Collected data
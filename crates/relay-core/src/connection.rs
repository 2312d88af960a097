//! Live client connections.
//!
//! A connection is identified by its socket handle, never by a generated id.

use relay_transport::{same_socket, SocketRef};
use std::collections::HashSet;
use std::fmt;
use std::time::{Duration, SystemTime};

/// A channel identifier.
pub type ChannelId = String;

/// One live client session.
#[derive(Clone)]
pub struct Connection {
    socket: SocketRef,
    subscriptions: HashSet<ChannelId>,
    created_at: SystemTime,
}

impl Connection {
    /// Create a connection with no subscriptions, stamped with the current time.
    #[must_use]
    pub fn new(socket: SocketRef) -> Self {
        Self {
            socket,
            subscriptions: HashSet::new(),
            created_at: SystemTime::now(),
        }
    }

    /// The underlying socket.
    #[must_use]
    pub fn socket(&self) -> &SocketRef {
        &self.socket
    }

    /// Whether this connection wraps `socket`.
    #[must_use]
    pub fn is_socket(&self, socket: &SocketRef) -> bool {
        same_socket(&self.socket, socket)
    }

    /// Channels this connection is subscribed to.
    #[must_use]
    pub fn subscriptions(&self) -> &HashSet<ChannelId> {
        &self.subscriptions
    }

    /// Check if the connection is subscribed to `channel`.
    #[must_use]
    pub fn is_subscribed(&self, channel: &str) -> bool {
        self.subscriptions.contains(channel)
    }

    /// When the connection was accepted.
    #[must_use]
    pub fn created_at(&self) -> SystemTime {
        self.created_at
    }

    /// Time since the connection was accepted.
    #[must_use]
    pub fn age(&self) -> Duration {
        self.created_at.elapsed().unwrap_or_default()
    }

    /// Remote address of the socket, if known.
    #[must_use]
    pub fn remote_addr(&self) -> Option<String> {
        self.socket.remote_addr()
    }

    /// Returns `true` if the channel was newly added.
    pub(crate) fn subscribe(&mut self, channel: &str) -> bool {
        self.subscriptions.insert(channel.to_string())
    }

    /// Returns `true` if the channel was present.
    pub(crate) fn unsubscribe(&mut self, channel: &str) -> bool {
        self.subscriptions.remove(channel)
    }
}

impl fmt::Debug for Connection {
    fn fmt(&self, f: &mut fmt::Formatter<'_>) -> fmt::Result {
        f.debug_struct("Connection")
            .field("remote_addr", &self.remote_addr())
            .field("subscriptions", &self.subscriptions)
            .field("created_at", &self.created_at)
            .finish_non_exhaustive()
    }
}
impl Hub {
    /// Create a hub with no connections and no handlers.
    #[must_use]
    pub fn new() -> Self {
        Self::default()
    }

    /// Register an async handler for a hub event.
    ///
    /// See [`events::CONNECT`] and [`events::DISCONNECT`].
    pub fn on<F, Fut>(&self, event: &str, handler: F) -> Handler<Connection>
    where
        F: Fn(Connection) -> Fut + Send + Sync + 'static,
        Fut: Future<Output = Result<(), BoxError>> + Send + 'static,
    {
        self.events.on(event, handler)
    }

    /// The hub's event dispatcher.
    #[must_use]
    pub fn events(&self) -> &EventDispatcher<Connection> {
        &self.events
    }

    /// Accept `socket` and add it to the registry, then fire `connect`.
    ///
    /// Handlers observe a registry that already contains the connection.
    ///
    /// # Errors
    ///
    /// Returns [`HubError::Accept`] if the handshake fails, in which case
    /// nothing is registered. Returns [`HubError::Event`] if a `connect`
    /// handler fails; the connection stays registered and the caller is
    /// expected to [`disconnect`](Self::disconnect) it.
    pub async fn connect(&self, socket: SocketRef) -> Result<Connection, HubError> {
        socket.accept().await.map_err(HubError::Accept)?;

        let connection = Connection::new(socket);
        if !self.registry.insert(connection.clone()) {
            error!("Connect called twice for the same socket");
            return Err(HubError::AlreadyConnected);
        }

        debug!(
            remote = ?connection.remote_addr(),
            connections = self.registry.len(),
            "Connected"
        );

        self.events.emit(events::CONNECT, connection.clone()).await?;
        Ok(connection)
    }

    /// Remove `socket` from the registry, then fire `disconnect`.
    ///
    /// # Errors
    ///
    /// Returns [`HubError::UnknownSocket`] if the socket was never connected
    /// or was already removed, and [`HubError::Event`] if a `disconnect`
    /// handler fails after the removal.
    pub async fn disconnect(&self, socket: &SocketRef) -> Result<Connection, HubError> {
        let Some(connection) = self.registry.remove(socket) else {
            error!("Disconnect called for a socket that is not registered");
            return Err(HubError::UnknownSocket);
        };

        debug!(
            remote = ?connection.remote_addr(),
            subscriptions = connection.subscriptions().len(),
            connections = self.registry.len(),
            "Disconnected"
        );

        self.events
            .emit(events::DISCONNECT, connection.clone())
            .await?;
        Ok(connection)
    }

    /// Subscribe the connection for `socket` to `channel`.
    ///
    /// Subscribing twice is a no-op.
    ///
    /// # Errors
    ///
    /// Returns [`HubError::UnknownSocket`] if the socket is not registered.
    pub fn subscribe(&self, channel: &str, socket: &SocketRef) -> Result<(), HubError> {
        let added = self
            .registry
            .update(socket, |c| c.subscribe(channel))
            .ok_or(HubError::UnknownSocket)?;

        if added {
            debug!(channel = %channel, "Subscribed");
        } else {
            trace!(channel = %channel, "Already subscribed");
        }
        Ok(())
    }

    /// Unsubscribe the connection for `socket` from `channel`.
    ///
    /// # Errors
    ///
    /// Returns [`HubError::NotSubscribed`] if the connection is not
    /// subscribed to `channel`, or [`HubError::UnknownSocket`] if the socket
    /// is not registered.
    pub fn unsubscribe(&self, channel: &str, socket: &SocketRef) -> Result<(), HubError> {
        let removed = self
            .registry
            .update(socket, |c| c.unsubscribe(channel))
            .ok_or(HubError::UnknownSocket)?;

        if !removed {
            return Err(HubError::NotSubscribed(channel.to_string()));
        }

        debug!(channel = %channel, "Unsubscribed");
        Ok(())
    }

    /// Send `message` as a text frame to every subscriber of `channel`.
    ///
    /// Subscribers are snapshotted before the first send, so connections
    /// coming or going mid-broadcast do not affect who is sent to. Sends
    /// happen one at a time in registry order; a failed send is recorded and
    /// the broadcast carries on.
    pub async fn broadcast(&self, channel: &str, message: &str) -> Broadcast {
        let recipients = self.registry.subscribers(channel);
        let mut outcome = Broadcast::default();

        for socket in recipients {
            match socket.send_text(message).await {
                Ok(()) => outcome.delivered += 1,
                Err(e) => {
                    warn!(channel = %channel, error = %e, "Broadcast send failed");
                    outcome.failed.push(BroadcastFailure {
                        remote_addr: socket.remote_addr(),
                        error: e,
                    });
                }
            }
        }

        trace!(
            channel = %channel,
            recipients = outcome.delivered,
            failed = outcome.failed.len(),
            "Broadcast"
        );
        outcome
    }

    /// Encode `envelope` and broadcast it to the subscribers of its channel.
    ///
    /// Envelopes without a channel reach nobody.
    ///
    /// # Errors
    ///
    /// Returns an error if the envelope cannot be encoded.
    pub async fn broadcast_envelope(&self, envelope: &Envelope) -> Result<Broadcast, HubError> {
        let Some(channel) = envelope.channel() else {
            return Ok(Broadcast::default());
        };
        let text = codec::encode(envelope)?;
        Ok(self.broadcast(channel, &text).await)
    }

    /// A copy of the connection for `socket`.
    #[must_use]
    pub fn connection(&self, socket: &SocketRef) -> Option<Connection> {
        self.registry.get(socket)
    }

    /// Position of `socket` in the registry, in connection order.
    #[must_use]
    pub fn lookup(&self, socket: &SocketRef) -> Option<usize> {
        self.registry.position(socket)
    }

    /// A copy of every live connection, in connection order.
    #[must_use]
    pub fn connections(&self) -> Vec<Connection> {
        self.registry.snapshot()
    }

    /// Number of live connections.
    #[must_use]
    pub fn connection_count(&self) -> usize {
        self.registry.len()
    }

    /// Get hub statistics.
    #[must_use]
    pub fn stats(&self) -> HubStats {
        let connections = self.registry.snapshot();
        let channels: HashSet<&ChannelId> =
            connections.iter().flat_map(Connection::subscriptions).collect();

        HubStats {
            connection_count: connections.len(),
            total_subscriptions: connections.iter().map(|c| c.subscriptions().len()).sum(),
            channel_count: channels.len(),
        }
    }
}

Task description:
Transcribe each line of the data above, unaltered, from the one where "socket.accept().await.map_err(HubError::Accept)?;" appears to the one where "return Err(HubError::UnknownSocket);" appears, inclusive of both.

Final answer:
        socket.accept().await.map_err(HubError::Accept)?;

        let connection = Connection::new(socket);
        if !self.registry.insert(connection.clone()) {
            error!("Connect called twice for the same socket");
            return Err(HubError::AlreadyConnected);
        }

        debug!(
            remote = ?connection.remote_addr(),
            connections = self.registry.len(),
            "Connected"
        );

        self.events.emit(events::CONNECT, connection.clone()).await?;
        Ok(connection)
    }

    /// Remove `socket` from the registry, then fire `disconnect`.
    ///
    /// # Errors
    ///
    /// Returns [`HubError::UnknownSocket`] if the socket was never connected
    /// or was already removed, and [`HubError::Event`] if a `disconnect`
    /// handler fails after the removal.
    pub async fn disconnect(&self, socket: &SocketRef) -> Result<Connection, HubError> {
        let Some(connection) = self.registry.remove(socket) else {
            error!("Disconnect called for a socket that is not registered");
            return Err(HubError::UnknownSocket);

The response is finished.